In 1988, it forcibly transferred eight thousand people from the Badinan region in northern Iraqi Kurdistan to central Iraq and massacred them in the “Jaliya” desert, burying them in mass graves. In the same year, it chemically bombed the city of Halabja and killed 5,000 of its residents old and young, children, women, and men. The operations known as “Anfal” were the culmination of this anti-human policy.
The name Anfal is derived from a term in the Quran meaning “spoils.” The choice of this name for the operation was essentially intended to incite mercenaries to commit crimes, looting, and seizure of property. During this operation, local collaborators working with the Ba’ath regime were allowed to plunder the belongings of people from villages, towns, and settlements that had been forcibly evacuated.
During the series of Anfal operations, thousands of people “women, men, children, the elderly, and youth” were displaced from their homes and living areas, without being allowed to take anything with them except the clothes they were wearing.
These people were transported in groups of several thousand by buses to deserts known as “Ogra Salman” in central Iraq, where they were killed in the most brutal ways. Much later, the few survivors of this tragedy revealed horrifying accounts of these crimes and described parts of those terrifying mass killings. Although no exact figure of the human losses has been determined, estimates indicate that around one hundred and eighty thousand people were killed and buried in mass graves.

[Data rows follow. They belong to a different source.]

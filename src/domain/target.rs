//! Rebalance targets: the things the operator may rebalance.

use std::fmt;
use std::str::FromStr;

use chrono::{DateTime, Utc};
use serde::{Deserialize, Serialize};

use super::error::DomainError;
use super::id::TargetId;

/// What kind of pooled funds a target represents.
#[derive(Debug, Clone, Copy, PartialEq, Eq, Hash, Serialize, Deserialize)]
#[serde(rename_all = "kebab-case")]
pub enum TargetKind {
    /// A user who delegated auto-rebalancing to the operator.
    UserDelegation,
    /// A prediction market whose vault holds pooled funds.
    MarketVault,
}

impl TargetKind {
    /// Short name used in config files, the database and the CLI.
    #[must_use]
    pub const fn as_str(self) -> &'static str {
        match self {
            Self::UserDelegation => "user",
            Self::MarketVault => "market",
        }
    }
}

impl fmt::Display for TargetKind {
    fn fmt(&self, f: &mut fmt::Formatter<'_>) -> fmt::Result {
        f.write_str(self.as_str())
    }
}

impl FromStr for TargetKind {
    type Err = DomainError;

    fn from_str(s: &str) -> Result<Self, Self::Err> {
        match s.trim().to_ascii_lowercase().as_str() {
            "user" | "user-delegation" | "delegation" => Ok(Self::UserDelegation),
            "market" | "market-vault" => Ok(Self::MarketVault),
            other => Err(DomainError::UnknownTargetKind {
                value: other.to_string(),
            }),
        }
    }
}

/// A user delegation or market vault tracked by the registry.
///
/// Owned by the registry; the scheduler only reads it.
#[derive(Debug, Clone, PartialEq, Eq, Serialize, Deserialize)]
pub struct RebalanceTarget {
    pub id: TargetId,
    pub kind: TargetKind,
    pub last_rebalanced_at: Option<DateTime<Utc>>,
    pub enabled: bool,
}

impl RebalanceTarget {
    /// Create an enabled target that has never been rebalanced.
    pub fn new(id: impl Into<TargetId>, kind: TargetKind) -> Self {
        Self {
            id: id.into(),
            kind,
            last_rebalanced_at: None,
            enabled: true,
        }
    }

    /// Create a validated target from untrusted input.
    ///
    /// User targets need a `0x`-prefixed 20-byte hex address, market targets
    /// a decimal integer id.
    ///
    /// # Errors
    ///
    /// Returns a [`DomainError`] describing the first violated rule.
    pub fn try_new(id: &str, kind: TargetKind) -> Result<Self, DomainError> {
        let id = id.trim();
        if id.is_empty() {
            return Err(DomainError::EmptyTargetId);
        }
        match kind {
            TargetKind::UserDelegation => {
                let hex = id
                    .strip_prefix("0x")
                    .or_else(|| id.strip_prefix("0X"))
                    .unwrap_or("");
                if hex.len() != 40 || !hex.chars().all(|c| c.is_ascii_hexdigit()) {
                    return Err(DomainError::InvalidAddress {
                        value: id.to_string(),
                    });
                }
            }
            TargetKind::MarketVault => {
                if !id.chars().all(|c| c.is_ascii_digit()) {
                    return Err(DomainError::InvalidMarketId {
                        value: id.to_string(),
                    });
                }
            }
        }
        Ok(Self::new(id, kind))
    }

    /// Builder-style setter for the enabled flag.
    #[must_use]
    pub fn with_enabled(mut self, enabled: bool) -> Self {
        self.enabled = enabled;
        self
    }
}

The Anfal tragedy, with all its horrific dimensions, occurred in full view of the world’s major governments, foremost among them the United States, and no preventive reaction was shown by them. Global media, operating under the influence of these governments, remained silent in the face of these atrocities. Even now, despite public awareness of the details of this genocide, these horrific crimes against the people of Kurdistan have still not been officially recognized worldwide as genocide by international authorities. This silence and indifference constitute another injustice inflicted upon the people of Kurdistan.
Today, 38 years later, we commemorate the mass killings of Anfal and the victims of this great tragedy at a time when the Ba’ath dictatorship is no longer in power.
Saddam and several of his criminal associates were executed. Although these perpetrators are no longer in power, unfortunately, the people of Kurdistan were deprived of the right to try these criminals themselves in a public court and declare their punishment. Saddam and some of those responsible for the Anfal and Halabja atrocities are gone, but the traces of pain and suffering among the affected people who endured these bitter events still remain.
Many of the local Kurdish collaborators who were employed by the Ba’ath regime in these mass killings not only escaped punishment but also managed to keep the wealth they had obtained from looting the property of Anfal victims, and like a thorn in the eye of the people of Kurdistan, they continue to live their normal lives. Even after 38 years, tens of thousands of Anfal-affected families still suffer from poverty, hardship, and the grief of losing their loved ones.
On the anniversary of this tremendous human tragedy, we express our hatred and condemnation of its perpetrators and honor the memory of more than one hundred and eighty thousand defenseless people who were killed in this genocide.